Data app generation — the agent generates and builds a small web app from a prompt.

Running model-generated code directly on the Lightdash server would be unsafe: the code is untrusted, can run arbitrary commands, and needs its own toolchain (git, dbt, the Lightdash CLI, Node). Lightdash instead runs each agent inside a sandbox — an isolated, disposable environment with a constrained network. The agent does its work there, Lightdash collects the result (a PR, a built app), and the sandbox is torn down. Sandboxes are also what make these features fast and multi-turn: a sandbox can be suspended between turns and resumed later, so a conversation with the agent keeps its state without holding a container open the whole time.

Sandbox providers

The sandbox backend is pluggable. Lightdash talks to a provider-neutral interface, so the same feature code runs on whichever backend your deployment is configured for. You select the provider with the SANDBOX_PROVIDER environment variable.

Provider	`SANDBOX_PROVIDER`	Use for	Isolation
E2B (default)	`e2b`	Production / managed	microVM
AWS Lambda MicroVMs	`lambda-microvm`	Production on AWS (self-hosted)	microVM
Azure Container Apps dynamic sessions	`azure-container-sessions`	Production on Azure (self-hosted)	Hyper-V-isolated container
Local Docker	`docker`	Local development only	container

E2B, AWS Lambda MicroVMs, and Azure Container Apps dynamic sessions are all supported production backends. E2B is the managed default; the AWS and Azure providers are for teams who want sandboxes to run inside their own cloud account. More providers (Kubernetes, ECS) are planned.
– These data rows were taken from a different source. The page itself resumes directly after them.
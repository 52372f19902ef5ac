//! The `Space` trait: the map every learner predicts over.

use shoal_core::Coord;
use smallvec::SmallVec;
use std::any::Any;

/// A discretised spatial domain that learners predict over.
///
/// Concrete backends ([`Square4`](crate::Square4),
/// [`Square8`](crate::Square8)) define how cells are enumerated and how
/// far apart two cells are. Feature extractors, site maps and the
/// particle filter's distance-dependent noise all go through this trait.
///
/// # Sharing
///
/// Backends are `Send + Sync`: a space is shared read-only (via
/// `Arc`) by every learner built on top of it.
pub trait Space: Any + Send + Sync + 'static {
    /// Coordinate arity.
    fn ndim(&self) -> usize;

    /// How many cells the map has.
    fn cell_count(&self) -> usize;

    /// Whether `coord` names a cell of this space.
    fn contains(&self, coord: &Coord) -> bool;

    /// Distance between two cells, in cell units.
    fn distance(&self, a: &Coord, b: &Coord) -> f64;

    /// Every cell, in a fixed order.
    ///
    /// Repeated calls return identical vectors; `SiteId`s are handed out
    /// in this order.
    fn canonical_ordering(&self) -> Vec<Coord>;

    /// Index of `coord` within [`canonical_ordering`](Space::canonical_ordering),
    /// `None` off the map.
    ///
    /// The provided body scans the whole ordering; grids compute it.
    fn canonical_rank(&self, coord: &Coord) -> Option<usize> {
        self.canonical_ordering().iter().position(|c| c == coord)
    }

    /// [`canonical_rank`](Space::canonical_rank) for a borrowed slice.
    fn canonical_rank_slice(&self, coord: &[i32]) -> Option<usize> {
        let coord: Coord = SmallVec::from_slice(coord);
        self.canonical_rank(&coord)
    }
}

impl dyn Space {
    /// The concrete backend behind a shared map, if it is a `T`.
    pub fn downcast_ref<T: Space>(&self) -> Option<&T> {
        (self as &dyn Any).downcast_ref::<T>()
    }
}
The local Docker provider is for development only. It launches plain Docker containers via the Docker socket, which is root-equivalent on the host and provides no real isolation between the sandbox and your machine. It refuses to start when NODE_ENV=production. Do not use it for a production deployment.

E2B (production default)

E2B runs each sandbox as a Firecracker microVM in E2B’s cloud. It’s the default — if you don’t set SANDBOX_PROVIDER, Lightdash uses E2B. To use it you need an E2B account and API key, and the agent needs an Anthropic API key:

SANDBOX_PROVIDER=e2b            # default, can be omitted
E2B_API_KEY=e2b_...            # from your E2B dashboard
ANTHROPIC_API_KEY=sk-ant-...   # the agent (Claude Code) runs inside the sandbox

The sandbox images are E2B templates. Lightdash uses separate templates for data apps and for AI writeback so they can be pinned or rolled back independently. These default to the published Lightdash templates and rarely need to be set:

E2B_TEMPLATE_NAME=lightdash/lightdash-data-app
E2B_TEMPLATE_TAG=<lightdash-version>             # defaults to your Lightdash version
E2B_AI_WRITEBACK_TEMPLATE_NAME=lightdash/lightdash-ai-writeback
E2B_AI_WRITEBACK_TEMPLATE_TAG=<lightdash-version>

AWS Lambda MicroVMs (self-hosted production)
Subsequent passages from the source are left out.